** INSTRUCTIONS TO FOLLOW **
Your answer is the listing, printed exactly as given.

** DATASET CONTENT **

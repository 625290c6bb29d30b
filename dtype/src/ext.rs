use super::*;

/// Rust primitives with a matching element type.
pub trait HasDType: Copy {
    const DTYPE: ScalarDType;

    fn into_scalar(self) -> ScalarValue;
}

macro_rules! impl_dtype_ext {
    ($($ty:ty => $variant:ident),* $(,)?) => {
        $(
            impl HasDType for $ty {
                const DTYPE: ScalarDType = ScalarDType::$variant;

                fn into_scalar(self) -> ScalarValue {
                    ScalarValue::$variant(self)
                }
            }

            impl From<$ty> for ScalarValue {
                fn from(value: $ty) -> Self {
                    ScalarValue::$variant(value)
                }
            }
        )*
    };
}

impl_dtype_ext! {
    bool => Bool,
    i8 => Int8, i16 => Int16, i32 => Int32, i64 => Int64,
    u8 => UInt8, u16 => UInt16, u32 => UInt32, u64 => UInt64,
    f32 => Float32, f64 => Float64,
}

** ANSWER FOR THIS EXERCISE **
repository 625290c6bb29d30b
filename dtype/src/ext.rs
use super::*;

/// Rust primitives with a matching element type.
pub trait HasDType: Copy {
    const DTYPE: ScalarDType;

    fn into_scalar(self) -> ScalarValue;
}

macro_rules! impl_dtype_ext {
    ($($ty:ty => $variant:ident),* $(,)?) => {
        $(
            impl HasDType for $ty {
                const DTYPE: ScalarDType = ScalarDType::$variant;

                fn into_scalar(self) -> ScalarValue {
                    ScalarValue::$variant(self)
                }
            }

            impl From<$ty> for ScalarValue {
                fn from(value: $ty) -> Self {
                    ScalarValue::$variant(value)
                }
            }
        )*
    };
}

impl_dtype_ext! {
    bool => Bool,
    i8 => Int8, i16 => Int16, i32 => Int32, i64 => Int64,
    u8 => UInt8, u16 => UInt16, u32 => UInt32, u64 => UInt64,
    f32 => Float32, f64 => Float64,
}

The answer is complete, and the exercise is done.